De invloed van de wateroverlast is velerlei geweest. De ligging van de nederzettingen in samenhang met de bodemgesteldheid kwam reeds aan de orde, evenals de verhoogde woonplaatsen en de dichtheid van bebouwing aan de bewoningsassen. Voorts lijkt ook de verspreiding van de in het gebied voorkomende boerderijtypen in relatie te staan met de hoogteligging van de bodem en daarmee met de vochtigheid daarvan. Een zeer concreet voorbeeld van de invloed van wateroverlast op de bebouwing doet zich voor in de laagste delen van het gebied waar de indeling van de boerderij zich wijzigde doordat vloed- of waterzolders werden aangebracht (zie onder ‘Boerderijen’).
| |
Infrastructuur
Landwegen
Het stelsel van landwegen in de Vijfheerenlanden wordt grotendeels bepaald door de oeverwallen en dijken langs de rivieren en de oorspronkelijke ontginningsassen meer centraal in het gebied. Die assen zullen aanvankelijk uit weteringen hebben bestaan, waar later paden langs zijn gelegd. Vermeld werd reeds dat het ontbreken van een pad of weg voor een aantal ontginningsassen tot in deze eeuw heeft gegolden.

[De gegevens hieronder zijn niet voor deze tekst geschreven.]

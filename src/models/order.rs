//! Order state as observed through broker streams and REST snapshots.

use chrono::{DateTime, Utc};
use rust_decimal::Decimal;
use serde::{Deserialize, Serialize};
use serde_json::Value;

/// Side of an order.
#[derive(Debug, Clone, Copy, PartialEq, Eq, Hash, Serialize, Deserialize)]
#[serde(rename_all = "snake_case")]
pub enum OrderSide {
    /// Buy order.
    Buy,
    /// Sell order.
    Sell,
}

/// Origin of the most recent view of an order.
#[derive(Debug, Clone, Copy, PartialEq, Eq, Serialize, Deserialize)]
#[serde(rename_all = "snake_case")]
pub enum OrderSource {
    /// Observed through the live order-status stream.
    Stream,
    /// Observed through a REST snapshot (reconciliation fetch).
    RestSnapshot,
}

/// Coordinator-normalized order status.
///
/// Broker status strings map onto exactly one of these two buckets via
/// [`OrderStatus::normalize`]. Anything not recognized normalizes to
/// `Inactive` with a warning logged by the caller.
#[derive(Debug, Clone, Copy, PartialEq, Eq, Serialize, Deserialize)]
#[serde(rename_all = "snake_case")]
pub enum OrderStatus {
    /// The order can still receive fills or be acted upon.
    Active,
    /// The order is in a terminal state.
    Inactive,
}

impl OrderStatus {
    const ACTIVE_RAW: &'static [&'static str] = &[
        "DON", "QUE", "QUEUED", "ACK", "REC", "RECEIVED", "NEW", "OPEN", "PENDING", "PND",
        "PARTIALLY_FILLED", "PARTIAL", "WORKING", "ACTIVE",
    ];

    const INACTIVE_RAW: &'static [&'static str] = &[
        "FILLED", "FIL", "FLL", "CANCELED", "CAN", "CANCELLED", "EXPIRED", "EXP", "REJECTED",
        "REJ", "OUT", "CLOSED",
    ];

    /// Normalizes a raw broker status string per the status normalization
    /// table. Returns `None` when the raw string is not recognized at all
    /// (the caller normalizes unknown values to `Inactive` and logs a
    /// warning, since this function cannot log on its own).
    #[must_use]
    pub fn normalize(raw: &str) -> Option<Self> {
        let upper = raw.to_ascii_uppercase();
        if Self::ACTIVE_RAW.contains(&upper.as_str()) {
            Some(Self::Active)
        } else if Self::INACTIVE_RAW.contains(&upper.as_str()) {
            Some(Self::Inactive)
        } else {
            None
        }
    }

    /// True for the statuses that remove a repository entry outright:
    /// filled, canceled, expired, rejected, and broker-side "out".
    #[must_use]
    pub fn is_terminal_raw(raw: &str) -> bool {
        matches!(
            raw.to_ascii_uppercase().as_str(),
            "FIL" | "FLL" | "FILLED" | "CAN" | "CANCELED" | "CANCELLED" | "EXP" | "EXPIRED"
                | "REJ" | "REJECTED" | "OUT"
        )
    }
}

/// An order as last observed, identified by its broker order id.
///
/// Only one `(symbol, side, Active)` tuple may exist for the protective
/// sell side at any time; this invariant is enforced by the lifecycle
/// engine and serializer, not by this type itself.
#[derive(Debug, Clone, Serialize, Deserialize)]
pub struct Order {
    /// Broker-assigned order identifier. Identity key for this record.
    pub broker_order_id: String,
    /// Underlying symbol.
    pub symbol: String,
    /// Buy or sell.
    pub side: OrderSide,
    /// Raw broker order type string (e.g. `"stop_limit"`, `"limit"`).
    pub type_raw: String,
    /// Raw broker status string, as received.
    pub status_raw: String,
    /// Normalized status derived from `status_raw`.
    pub status_norm: OrderStatus,
    /// Limit price, if the order type carries one.
    pub limit_price: Option<Decimal>,
    /// Stop price, if the order type carries one.
    pub stop_price: Option<Decimal>,
    /// Order quantity. Always greater than zero.
    pub qty: Decimal,
    /// Quantity not yet filled.
    pub remaining_qty: Decimal,
    /// When the order was opened, per the broker.
    pub opened_at: DateTime<Utc>,
    /// When this record was last updated locally.
    pub updated_at: DateTime<Utc>,
    /// Whether this view came from the stream or a REST snapshot.
    pub source: OrderSource,
    /// Opaque broker payload, preserved for debugging and audit.
    pub full_order_data: Value,
}

impl Order {
    /// True if the order type is a protective stop-limit sell. Matches
    /// `stop_limit`/`stoplimit` case- and underscore-insensitively, per
    /// `spec.md` §4.3 step 3c.
    #[must_use]
    pub fn is_stop_limit_sell(&self) -> bool {
        self.side == OrderSide::Sell
            && self.type_raw.to_ascii_lowercase().replace('_', "") == "stoplimit"
    }

    /// True if the order is still in an active (non-terminal) state.
    #[must_use]
    pub const fn is_active(&self) -> bool {
        matches!(self.status_norm, OrderStatus::Active)
    }
}

/// True if `type_raw` is one of the order types the FALLBACK path (an
/// untracked buy fill, `spec.md` §4.3/GLOSSARY) is willing to treat as a
/// real buy: `limit`, empty, or literally `unknown`. A `stop_limit`/
/// `market` buy the broker itself reports is never routed through
/// FALLBACK: those are named, recognized types the gate explicitly
/// excludes, not historical replays.
#[must_use]
pub fn is_fallback_eligible_type(type_raw: &str) -> bool {
    let normalized = type_raw.to_ascii_lowercase().replace('_', "");
    normalized.is_empty() || normalized == "limit" || normalized == "unknown"
}

#[cfg(test)]
mod tests {
    use super::*;
    use rust_decimal::Decimal;
    use test_case::test_case;

    fn sample_order(type_raw: &str, side: OrderSide) -> Order {
        Order {
            broker_order_id: "ord-1".into(),
            symbol: "AAPL".into(),
            side,
            type_raw: type_raw.into(),
            status_raw: "ACK".into(),
            status_norm: OrderStatus::Active,
            limit_price: None,
            stop_price: None,
            qty: Decimal::new(500, 0),
            remaining_qty: Decimal::new(500, 0),
            opened_at: Utc::now(),
            updated_at: Utc::now(),
            source: OrderSource::Stream,
            full_order_data: Value::Null,
        }
    }

    #[test]
    fn is_stop_limit_sell_matches_case_and_underscore_insensitively() {
        for type_raw in ["stop_limit", "STOP_LIMIT", "stoplimit", "StopLimit"] {
            assert!(sample_order(type_raw, OrderSide::Sell).is_stop_limit_sell(), "{type_raw}");
        }
    }

    #[test]
    fn is_stop_limit_sell_rejects_wrong_side_or_type() {
        assert!(!sample_order("stop_limit", OrderSide::Buy).is_stop_limit_sell());
        assert!(!sample_order("limit", OrderSide::Sell).is_stop_limit_sell());
    }

    #[test_case("limit", true; "limit")]
    #[test_case("", true; "empty")]
    #[test_case("unknown", true; "literal_unknown")]
    #[test_case("LIMIT", true; "limit_uppercase")]
    #[test_case("stop_limit", false; "stop_limit")]
    #[test_case("market", false; "market")]
    fn is_fallback_eligible_type_matches_spec_gate(type_raw: &str, expected: bool) {
        assert_eq!(is_fallback_eligible_type(type_raw), expected);
    }

    #[test]
    fn normalizes_known_active_statuses() {
        for raw in ["NEW", "working", "PartiallyFilled".to_uppercase().as_str()] {
            assert_eq!(OrderStatus::normalize(raw), Some(OrderStatus::Active));
        }
    }

    #[test]
    fn normalizes_known_inactive_statuses() {
        for raw in ["FIL", "canceled", "EXPIRED", "rej"] {
            assert_eq!(OrderStatus::normalize(raw), Some(OrderStatus::Inactive));
        }
    }

    #[test]
    fn unknown_status_normalizes_to_none() {
        assert_eq!(OrderStatus::normalize("SOMETHING_WEIRD"), None);
    }

    #[test_case("DON", OrderStatus::Active; "don")]
    #[test_case("QUEUED", OrderStatus::Active; "queued")]
    #[test_case("ACK", OrderStatus::Active; "ack")]
    #[test_case("REC", OrderStatus::Active; "rec")]
    #[test_case("OPEN", OrderStatus::Active; "open")]
    #[test_case("PND", OrderStatus::Active; "pnd")]
    #[test_case("PARTIAL", OrderStatus::Active; "partial")]
    #[test_case("FLL", OrderStatus::Inactive; "fll")]
    #[test_case("CAN", OrderStatus::Inactive; "can")]
    #[test_case("CANCELLED", OrderStatus::Inactive; "cancelled_double_l")]
    #[test_case("EXP", OrderStatus::Inactive; "exp")]
    #[test_case("OUT", OrderStatus::Inactive; "out")]
    #[test_case("CLOSED", OrderStatus::Inactive; "closed")]
    fn status_normalization_table_matches_spec(raw: &str, expected: OrderStatus) {
        assert_eq!(OrderStatus::normalize(raw), Some(expected));
    }

    #[test]
    fn terminal_raw_matches_spec_table() {
        assert!(OrderStatus::is_terminal_raw("FLL"));
        assert!(OrderStatus::is_terminal_raw("OUT"));
        assert!(!OrderStatus::is_terminal_raw("NEW"));
    }
}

Enige uitbreiding van het wegenpatroon heeft in de loop der eeuwen plaatsgevonden doordat ook achterkaden en zijdewendes een verkeersfunctie kregen. Waar een zijdewende, als verbinding tussen ontginningsas en achterkade, verkeersweg is geworden, herinnert soms het achtervoegsel -kade in de naam nog aan de oorspronkelijke functie: Bruine kade, tussen polder Zijderveld en polder Kortgerecht, Groene kade, polder Bolgerijen, Zijdekade, tussen Over en Neder Heicop en Donkere Kade tussen Oud en Nieuw Schaik. Elders liggen dwarsverbindingen niet op een voormalige kade, maar dikwijls nog wel in het patroon zoals dat door de wijze van ontginning tot stand is gekomen, bij voorbeeld de Nieuwe Weg onder Kedichem, die in 1741 al aanwezig was. Enkele van deze dwarsverbindingen hebben onder meer een functie als kerkweg vervuld; te Leerbroek, Schoonrewoerd en Zijderveld is deze naam nog aanwezig.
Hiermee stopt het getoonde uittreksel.